Warum vollzog Doskozil, der zugab, mit Türkis geliebäugelt zu haben und laut mehreren Quellen am Wochenende in Bad Tatzmannsdorf mit ÖVP-Chef Christian Sagartz, Wirtschaftskammerpräsident Andreas Wirth u. a. zusammengetroffen war, in letzter Minute den Schwenk zu Grün?
Darauf gibt es unterschiedliche Antworten.
Doskozil selbst nannte am Montag den „fragilen“ Zustand der ÖVP als einen Grund. Was damit gemeint ist? Parteichef Sagartz, der mit 22 Prozent das historisch schlechteste Ergebnis einfuhr und die Blauen vorbeiziehen lassen musste, hängt in den Seilen.
Mittlerweile wurde vom Parteivorstand eine Reformgruppe unter Sagartz‘ Leitung eingesetzt, die bis Mitte Juni Vorschläge – auch zur personellen – Neuausrichtung vorlegt.
Zumindest bis dahin soll der seit 2020 amtierende 44-Jährige Partei- und Klubchef bleiben.

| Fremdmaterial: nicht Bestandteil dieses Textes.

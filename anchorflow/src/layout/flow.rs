//! Flow layout - left-to-right packing that wraps to a new line.
//!
//! Children are placed in order until the next one does not fit in what is
//! left of the line, then it starts a new line. The host asks for a measure
//! pass and a layout pass separately; both run the same `LineBreaker`, so
//! they always agree on where lines break.

use crate::primitives::{Insets, Rect, Size};

use super::constraints::MeasureSpecs;
use super::host::{HostView, LayoutParams};

// =========================================================================
// Packer
// =========================================================================

/// A child as the packer sees it: measured size plus margins.
#[derive(Debug, Clone, Copy, PartialEq, Eq, Default)]
pub struct FlowItem {
    pub size: Size,
    pub margins: Insets,
}

impl FlowItem {
    pub fn new(size: Size, margins: Insets) -> Self {
        Self { size, margins }
    }

    /// Horizontal space taken on a line, trailing gap included.
    #[inline]
    pub fn occupied(&self, horizontal_gap: i32) -> i32 {
        self.margins.left + self.size.width + self.margins.right + horizontal_gap
    }

    /// Margin-inclusive height.
    #[inline]
    pub fn outer_height(&self) -> i32 {
        self.margins.top + self.size.height + self.margins.bottom
    }
}

/// The line-break decision, shared by both passes.
#[derive(Debug, Clone)]
pub struct LineBreaker {
    container_width: i32,
    horizontal_gap: i32,
    remaining: i32,
    placed: usize,
}

impl LineBreaker {
    pub fn new(container_width: i32, horizontal_gap: i32) -> Self {
        Self {
            container_width,
            horizontal_gap,
            remaining: container_width,
            placed: 0,
        }
    }

    /// Account for the next item; returns true if it starts a new line.
    ///
    /// The very first item never breaks, however wide it is. A wrapped item
    /// sits flush at the line start, so only its width and the gap count
    /// against the new line.
    pub fn place(&mut self, item: &FlowItem) -> bool {
        let occupied = item.occupied(self.horizontal_gap);
        let new_line = self.placed > 0 && occupied > self.remaining;
        if new_line {
            self.remaining = self.container_width - item.size.width - self.horizontal_gap;
        } else {
            self.remaining -= occupied;
        }
        self.placed += 1;
        new_line
    }

    /// Width left on the current line.
    pub fn remaining(&self) -> i32 {
        self.remaining
    }
}

/// One band of children.
#[derive(Debug, Clone, Copy, PartialEq, Eq, Default)]
pub struct FlowLine {
    /// Index of the first child on this line.
    pub first: usize,
    /// Number of children on this line.
    pub len: usize,
    /// Top of the band in container coordinates.
    pub top: i32,
    /// Tallest margin-inclusive child.
    pub height: i32,
    /// Horizontal space consumed, gaps included.
    pub consumed: i32,
}

/// Result of a measure pass.
#[derive(Debug, Clone, PartialEq, Eq, Default)]
pub struct FlowMeasure {
    pub lines: Vec<FlowLine>,
    /// Sum of line heights plus the vertical gaps between them.
    pub content_height: i32,
}

/// Gap configuration plus the two passes.
#[derive(Debug, Clone, Copy, PartialEq, Eq, Default)]
pub struct FlowPacker {
    pub horizontal_gap: i32,
    pub vertical_gap: i32,
}

impl FlowPacker {
    pub fn new(horizontal_gap: i32, vertical_gap: i32) -> Self {
        Self {
            horizontal_gap,
            vertical_gap,
        }
    }

    /// Assign items to lines and total up the height.
    pub fn measure(&self, container_width: i32, items: &[FlowItem]) -> FlowMeasure {
        let mut breaker = LineBreaker::new(container_width, self.horizontal_gap);
        let mut lines: Vec<FlowLine> = Vec::new();
        let mut total = 0;

        for (index, item) in items.iter().enumerate() {
            let new_line = breaker.place(item);
            let consumed = container_width - breaker.remaining();

            if let (false, Some(line)) = (new_line, lines.last_mut()) {
                line.len += 1;
                line.consumed = consumed;
                line.height = line.height.max(item.outer_height());
                continue;
            }

            if let Some(line) = lines.last() {
                total += line.height + self.vertical_gap;
                tracing::trace!(index, top = total, "flow line break");
            }
            lines.push(FlowLine {
                first: index,
                len: 1,
                top: total,
                height: item.outer_height(),
                consumed,
            });
        }

        if let Some(line) = lines.last() {
            total += line.height;
        }

        FlowMeasure {
            lines,
            content_height: total,
        }
    }

    /// Compute each item's frame.
    ///
    /// Lines start at x = 0. The first child of a wrapped line sits flush at
    /// 0 (its left margin is cancelled) so wrapped left edges line up; the
    /// very first child keeps its left margin.
    pub fn layout(&self, container_width: i32, items: &[FlowItem]) -> Vec<Rect> {
        let mut breaker = LineBreaker::new(container_width, self.horizontal_gap);
        let mut frames = Vec::with_capacity(items.len());
        let mut x = 0;
        let mut line_top = 0;
        let mut line_height = 0;

        for item in items {
            if breaker.place(item) {
                line_top += line_height + self.vertical_gap;
                line_height = 0;
                x = -item.margins.left;
            }

            let left = x + item.margins.left;
            let top = line_top + item.margins.top;
            frames.push(Rect::new(left, top, left + item.size.width, top + item.size.height));

            x += item.occupied(self.horizontal_gap);
            line_height = line_height.max(item.outer_height());
        }

        frames
    }
}

// =========================================================================
// FlowLayout
// =========================================================================

struct FlowChild<V> {
    view: V,
    params: LayoutParams,
    measured: Size,
}

/// A container that wraps its host children like words in a paragraph.
///
/// Width is always whatever the container was given; only the height
/// depends on the children (unless the height spec is exact).
pub struct FlowLayout<V> {
    children: Vec<FlowChild<V>>,
    packer: FlowPacker,
    padding: Insets,
    measured: Size,
}

impl<V: HostView> FlowLayout<V> {
    pub fn new() -> Self {
        Self {
            children: Vec::new(),
            packer: FlowPacker::default(),
            padding: Insets::ZERO,
            measured: Size::ZERO,
        }
    }

    /// Set horizontal spacing between items on a line.
    pub fn horizontal_gap(mut self, gap: i32) -> Self {
        self.packer.horizontal_gap = gap;
        self
    }

    /// Set vertical spacing between lines.
    pub fn vertical_gap(mut self, gap: i32) -> Self {
        self.packer.vertical_gap = gap;
        self
    }

    /// Padding shrinks the space offered to children when they measure.
    pub fn padding(mut self, padding: Insets) -> Self {
        self.padding = padding;
        self
    }

    /// Add a child.
    pub fn push(mut self, view: V, params: LayoutParams) -> Self {
        self.add(view, params);
        self
    }

    pub fn add(&mut self, view: V, params: LayoutParams) {
        self.children.push(FlowChild {
            view,
            params,
            measured: Size::ZERO,
        });
    }

    pub fn len(&self) -> usize {
        self.children.len()
    }

    pub fn is_empty(&self) -> bool {
        self.children.is_empty()
    }

    pub fn child(&self, index: usize) -> Option<&V> {
        self.children.get(index).map(|c| &c.view)
    }

    pub fn packer(&self) -> FlowPacker {
        self.packer
    }

    /// Size from the last measure pass.
    pub fn measured_size(&self) -> Size {
        self.measured
    }

    /// Measure children, then pack them to find the height.
    pub fn measure(&mut self, specs: MeasureSpecs) -> Size {
        for child in &mut self.children {
            let child_specs = child.params.child_specs(specs, &self.padding);
            child.measured = child.view.measure(child_specs);
        }

        let width = specs.width.size;
        let height = if specs.height.is_exact() {
            specs.height.size
        } else {
            self.packer.measure(width, &self.items()).content_height
        };

        tracing::debug!(children = self.children.len(), width, height, "flow measure");
        self.measured = Size::new(width, height);
        self.measured
    }

    /// Place children inside `frame` and write their frames back.
    pub fn layout(&mut self, frame: Rect) -> Vec<Rect> {
        let frames = self.packer.layout(frame.width(), &self.items());
        for (child, rect) in self.children.iter_mut().zip(&frames) {
            child.view.layout(*rect);
        }
        tracing::debug!(children = frames.len(), width = frame.width(), "flow layout");
        frames
    }

    /// Line assignment for the current measured sizes.
    pub fn lines(&self, container_width: i32) -> Vec<FlowLine> {
        self.packer.measure(container_width, &self.items()).lines
    }

    fn items(&self) -> Vec<FlowItem> {
        self.children
            .iter()
            .map(|c| FlowItem::new(c.measured, c.params.margins))
            .collect()
    }
}

impl<V: HostView> Default for FlowLayout<V> {
    fn default() -> Self {
        Self::new()
    }
}

// =========================================================================
// Tests
// =========================================================================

Zweite Antwort: Es sind beileibe nicht nur Anhänger von Sagartz im Parteivorstand, die mittlerweile glauben, Doskozil habe nur taktiert und nie die Absicht gehabt, mit der ÖVP zu koalieren.
Aus der SPÖ heißt es dazu, nicht gänzlich ohne Ironie: „Was wäre der Zweck einer solchen taktischen Überlegung gewesen – Sagartz zu destabilisieren?“
Soll heißen: Instabiler könne die Lage für die Volkspartei ohnedies nicht mehr werden. Tatsächlich gehen auch maßgebliche Funktionäre in der Volkspartei davon aus, dass der Reformprozess – und damit wohl die Ära Sagartz – nicht bis Juni dauert. Ein halbes Jahr mit einem Partei- und Klubchef auf Abruf wollen sich die Granden nicht ausmalen.

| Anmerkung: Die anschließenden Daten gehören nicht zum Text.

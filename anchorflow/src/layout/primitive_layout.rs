//! Primitive Layout - lightweight text and image leaves in one container.
//!
//! Children are plain records rather than host widgets. Text measures itself
//! through a `TextShaper`, images report their fixed or intrinsic size, and
//! both are then placed by the same anchor resolver the percent container
//! uses. The container paints its children into a `DrawList` and answers
//! hit-tests by scanning children in declaration order.

use crate::primitives::{Insets, Point, Rect, Size};

use super::anchor::AnchorSpec;
use super::constraints::MeasureSpecs;
use super::elements::{ImageRef, TextRun};
use super::handle::{HandleArena, NodeHandle};
use super::length::SizeSpec;
use super::primitives::DrawList;
use super::registry::NodeRegistry;
use super::resolver;
use super::text::{MonospaceShaper, TextAlign, TextShaper};

// =========================================================================
// Primitive
// =========================================================================

/// What a primitive draws.
#[derive(Debug, Clone, PartialEq)]
pub enum PrimitiveKind {
    Text(TextRun),
    Image(ImageRef),
}

/// A positioned leaf of a `PrimitiveLayout`.
#[derive(Debug, Clone, PartialEq)]
pub struct Primitive {
    label: String,
    pub kind: PrimitiveKind,
    /// Size of the padded box. Wrap content means natural size plus padding.
    pub width: SizeSpec,
    pub height: SizeSpec,
    pub margins: Insets,
    pub padding: Insets,
    pub anchors: AnchorSpec,
    handle: NodeHandle,
    measured: Size,
    rect: Rect,
}

impl Primitive {
    fn new(label: impl Into<String>, kind: PrimitiveKind) -> Self {
        Self {
            label: label.into(),
            kind,
            width: SizeSpec::WrapContent,
            height: SizeSpec::WrapContent,
            margins: Insets::ZERO,
            padding: Insets::ZERO,
            anchors: AnchorSpec::new(),
            handle: NodeHandle::PARENT,
            measured: Size::ZERO,
            rect: Rect::ZERO,
        }
    }

    pub fn text(label: impl Into<String>, run: TextRun) -> Self {
        Self::new(label, PrimitiveKind::Text(run))
    }

    pub fn image(label: impl Into<String>, image: ImageRef) -> Self {
        Self::new(label, PrimitiveKind::Image(image))
    }

    pub fn width(mut self, width: SizeSpec) -> Self {
        self.width = width;
        self
    }

    pub fn height(mut self, height: SizeSpec) -> Self {
        self.height = height;
        self
    }

    /// Fixed pixel size on both axes.
    pub fn size(self, width: i32, height: i32) -> Self {
        self.width(SizeSpec::Exact(width)).height(SizeSpec::Exact(height))
    }

    pub fn margins(mut self, margins: Insets) -> Self {
        self.margins = margins;
        self
    }

    pub fn padding(mut self, padding: Insets) -> Self {
        self.padding = padding;
        self
    }

    pub fn anchors(mut self, anchors: AnchorSpec) -> Self {
        self.anchors = anchors;
        self
    }

    pub fn label(&self) -> &str {
        &self.label
    }

    /// Handle issued when the primitive was added to a container.
    pub fn handle(&self) -> NodeHandle {
        self.handle
    }

    pub fn measured_size(&self) -> Size {
        self.measured
    }

    /// Rect from the last layout pass.
    pub fn rect(&self) -> Rect {
        self.rect
    }

    pub fn as_text(&self) -> Option<&TextRun> {
        match &self.kind {
            PrimitiveKind::Text(run) => Some(run),
            PrimitiveKind::Image(_) => None,
        }
    }

    pub fn as_image(&self) -> Option<&ImageRef> {
        match &self.kind {
            PrimitiveKind::Image(image) => Some(image),
            PrimitiveKind::Text(_) => None,
        }
    }

    fn measure(&mut self, specs: MeasureSpecs, shaper: &dyn TextShaper) -> Size {
        let width_spec = specs.width.for_child(0, self.width);
        let height_spec = specs.height.for_child(0, self.height);
        let pad_w = self.padding.horizontal();
        let pad_h = self.padding.vertical();

        self.measured = match &mut self.kind {
            PrimitiveKind::Text(run) => {
                let natural = shaper.measure_width(&run.text, run.style.font_size);
                let capped = run.max_width.map_or(natural, |max| natural.min(max));
                let width = width_spec.resolve(capped + pad_w);
                let block = shaper.layout_block(&run.text, &run.style, (width - pad_w).max(0));
                let height = height_spec.resolve(block.height + pad_h);
                run.block = Some(block);
                Size::new(width, height)
            }
            PrimitiveKind::Image(image) => {
                let intrinsic = image.intrinsic_size();
                Size::new(
                    width_spec.resolve(intrinsic.width + pad_w),
                    height_spec.resolve(intrinsic.height + pad_h),
                )
            }
        };
        self.measured
    }

    fn paint(&self, shaper: &dyn TextShaper, list: &mut DrawList) {
        let content = self.rect.inset(&self.padding);
        match &self.kind {
            PrimitiveKind::Text(run) => {
                if let Some(shape) = &run.background {
                    list.add_background(self.rect, shape.radii(), shape.color);
                }
                let Some(block) = &run.block else {
                    return;
                };
                for (i, line) in block.lines.iter().enumerate() {
                    let line_width = shaper.measure_width(line, run.style.font_size);
                    let dx = match run.style.align {
                        TextAlign::Start => 0,
                        TextAlign::Center => (content.width() - line_width) / 2,
                        TextAlign::End => content.width() - line_width,
                    };
                    let dy = (i as f32 * block.line_advance).round() as i32;
                    list.add_text(
                        line.as_str(),
                        Point::new(content.left + dx, content.top + dy),
                        run.style.font_size,
                        run.style.color,
                    );
                }
            }
            PrimitiveKind::Image(image) => {
                list.add_image(content, image.source.key.as_str(), image.tint);
            }
        }
    }
}

// =========================================================================
// PrimitiveLayout
// =========================================================================

/// A container of text and image primitives positioned by `AnchorSpec`.
///
/// ```ignore
/// let mut layout = PrimitiveLayout::new();
/// let avatar = layout.add(Primitive::image("avatar", ImageRef::new(source))
///     .size(48, 48)
///     .anchors(AnchorSpec::new().left_percent(0.05).center_vertical_of(AnchorTarget::Parent)));
/// layout.add(Primitive::text("name", TextRun::new("Ada"))
///     .margins(Insets::new(12, 0, 0, 0))
///     .anchors(AnchorSpec::new().start_to_end_of(avatar).top_to_top_of(avatar)));
/// ```
pub struct PrimitiveLayout {
    primitives: Vec<Primitive>,
    arena: HandleArena,
    shaper: Box<dyn TextShaper>,
    measured: Size,
}

impl PrimitiveLayout {
    /// Container with the default monospace shaper.
    pub fn new() -> Self {
        Self::with_shaper(MonospaceShaper::default())
    }

    pub fn with_shaper(shaper: impl TextShaper + 'static) -> Self {
        Self {
            primitives: Vec::new(),
            arena: HandleArena::new(),
            shaper: Box::new(shaper),
            measured: Size::ZERO,
        }
    }

    /// Handle for `label`, issuing one if the label is new.
    pub fn intern(&mut self, label: &str) -> NodeHandle {
        self.arena.intern(label)
    }

    pub fn handles(&self) -> &HandleArena {
        &self.arena
    }

    /// Add a primitive and return its handle.
    pub fn add(&mut self, mut primitive: Primitive) -> NodeHandle {
        primitive.handle = self.arena.intern(&primitive.label);
        let handle = primitive.handle;
        self.primitives.push(primitive);
        handle
    }

    /// Add a primitive (builder form).
    pub fn push(mut self, primitive: Primitive) -> Self {
        self.add(primitive);
        self
    }

    pub fn len(&self) -> usize {
        self.primitives.len()
    }

    pub fn is_empty(&self) -> bool {
        self.primitives.is_empty()
    }

    pub fn iter(&self) -> impl Iterator<Item = &Primitive> {
        self.primitives.iter()
    }

    /// The first primitive added under `label`.
    pub fn find(&self, label: &str) -> Option<&Primitive> {
        self.primitives.iter().find(|p| p.label == label)
    }

    pub fn find_mut(&mut self, label: &str) -> Option<&mut Primitive> {
        self.primitives.iter_mut().find(|p| p.label == label)
    }

    pub fn measured_size(&self) -> Size {
        self.measured
    }

    /// Measure every primitive, then take the size the specs give.
    pub fn measure(&mut self, specs: MeasureSpecs) -> Size {
        for primitive in &mut self.primitives {
            primitive.measure(specs, self.shaper.as_ref());
        }
        self.measured = Size::new(specs.width.default_size(0), specs.height.default_size(0));
        tracing::debug!(primitives = self.primitives.len(), size = ?self.measured, "primitive measure");
        self.measured
    }

    /// Resolve every primitive in declaration order.
    pub fn layout(&mut self, frame: Rect) -> NodeRegistry {
        let mut registry = NodeRegistry::with_capacity(self.primitives.len());
        for primitive in &mut self.primitives {
            primitive.rect = resolver::place(
                &mut registry,
                frame,
                primitive.handle,
                &primitive.anchors,
                &primitive.margins,
                primitive.measured,
            );
        }
        tracing::debug!(primitives = self.primitives.len(), ?frame, "primitive layout");
        registry
    }

    /// The first primitive, in declaration order, whose rect contains the point.
    pub fn primitive_at(&self, x: i32, y: i32) -> Option<&Primitive> {
        self.primitives.iter().find(|p| p.rect.contains_xy(x, y))
    }

    /// Label of the primitive under a pointer position.
    pub fn label_at(&self, x: f32, y: f32) -> Option<&str> {
        self.primitive_at(x as i32, y as i32).map(Primitive::label)
    }

    /// Paint every primitive at its resolved rect, in declaration order.
    pub fn paint(&self) -> DrawList {
        let mut list = DrawList::new();
        for primitive in &self.primitives {
            primitive.paint(self.shaper.as_ref(), &mut list);
        }
        list
    }
}

impl Default for PrimitiveLayout {
    fn default() -> Self {
        Self::new()
    }
}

Die dritte Antwort: Einer, der mit offenem Visier kämpft, ist Wirtschaftsbundobmann Peter Nemeth, 2005 bis 2023 auch Wirtschaftskammerpräsident.
Offenbar habe Doskozil zu Sagartz nicht das nötige Vertrauen für eine Koalition gehabt, bedauert er aus Sicht der Wirtschaft eine vertane Chance. Im ÖVP-Vorstand hat nur Nemeth Sagartz zum Rücktritt aufgefordert.
Teilnehmer berichten, Austria-Wien-Fan Nemeth habe gemeint, auch im Fußball müsse der Trainer gehen, wenn Ziele verfehlt werden. Sagartz, so wird erzählt, wäre dazu bereit gewesen, wenn sich ein Nachfolger gefunden hätte. Es gebe ohnehin mehrere Stellvertreter des Parteichefs, hält Nemeth das für eine Ausrede.
Und er verweist auf Bundesparteichef Karl Nehammer, der von sich aus abgedankt hat. Aber warum hat sich niemand gemeldet, der Sagartz ablösen will? Nemeth: „Der Mut in der ÖVP ist enden wollend“.